··· SUPPLIED MATERIAL ···

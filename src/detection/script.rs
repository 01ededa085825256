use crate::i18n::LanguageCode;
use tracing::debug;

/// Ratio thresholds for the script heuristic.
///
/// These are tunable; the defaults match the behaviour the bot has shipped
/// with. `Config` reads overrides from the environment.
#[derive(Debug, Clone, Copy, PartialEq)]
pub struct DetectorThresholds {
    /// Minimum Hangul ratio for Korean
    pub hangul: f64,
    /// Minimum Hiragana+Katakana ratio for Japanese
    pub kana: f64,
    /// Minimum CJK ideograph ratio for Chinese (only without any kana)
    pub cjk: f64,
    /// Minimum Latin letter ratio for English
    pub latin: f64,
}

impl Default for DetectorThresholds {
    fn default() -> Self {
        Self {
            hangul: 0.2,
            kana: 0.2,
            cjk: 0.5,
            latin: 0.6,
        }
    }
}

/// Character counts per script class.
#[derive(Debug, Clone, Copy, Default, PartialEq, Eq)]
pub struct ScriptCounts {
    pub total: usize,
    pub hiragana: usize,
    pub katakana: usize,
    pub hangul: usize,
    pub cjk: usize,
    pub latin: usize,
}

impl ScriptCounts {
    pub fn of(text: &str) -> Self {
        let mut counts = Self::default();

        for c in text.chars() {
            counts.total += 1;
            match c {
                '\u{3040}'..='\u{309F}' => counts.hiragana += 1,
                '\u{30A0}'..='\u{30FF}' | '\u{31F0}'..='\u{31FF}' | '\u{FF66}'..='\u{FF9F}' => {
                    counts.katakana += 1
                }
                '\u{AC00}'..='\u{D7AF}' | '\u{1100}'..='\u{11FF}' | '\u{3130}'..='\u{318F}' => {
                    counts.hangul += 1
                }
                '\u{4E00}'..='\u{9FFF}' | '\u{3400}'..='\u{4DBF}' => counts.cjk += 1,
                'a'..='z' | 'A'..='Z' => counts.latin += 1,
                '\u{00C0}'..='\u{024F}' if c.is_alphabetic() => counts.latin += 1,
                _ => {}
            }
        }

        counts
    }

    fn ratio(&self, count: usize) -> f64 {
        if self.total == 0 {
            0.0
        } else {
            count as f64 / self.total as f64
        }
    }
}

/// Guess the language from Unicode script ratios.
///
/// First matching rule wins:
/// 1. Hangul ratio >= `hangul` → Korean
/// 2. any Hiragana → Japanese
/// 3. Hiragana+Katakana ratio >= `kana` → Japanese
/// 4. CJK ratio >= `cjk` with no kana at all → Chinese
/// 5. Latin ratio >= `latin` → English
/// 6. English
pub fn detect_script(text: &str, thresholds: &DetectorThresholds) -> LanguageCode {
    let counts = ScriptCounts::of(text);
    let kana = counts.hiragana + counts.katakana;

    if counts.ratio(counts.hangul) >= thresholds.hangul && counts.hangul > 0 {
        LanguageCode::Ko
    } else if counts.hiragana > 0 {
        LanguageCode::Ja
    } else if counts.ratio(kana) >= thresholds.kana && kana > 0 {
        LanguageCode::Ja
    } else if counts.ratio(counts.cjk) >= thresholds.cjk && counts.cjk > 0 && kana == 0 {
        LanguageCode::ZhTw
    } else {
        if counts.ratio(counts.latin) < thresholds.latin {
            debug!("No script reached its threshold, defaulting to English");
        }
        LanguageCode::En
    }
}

···

GOAL OF THE EXERCISE - Search the entries for the word "from". Copy each line where it appears.

TASK RESPONSE -
/// with. `Config` reads overrides from the environment.
/// Guess the language from Unicode script ratios.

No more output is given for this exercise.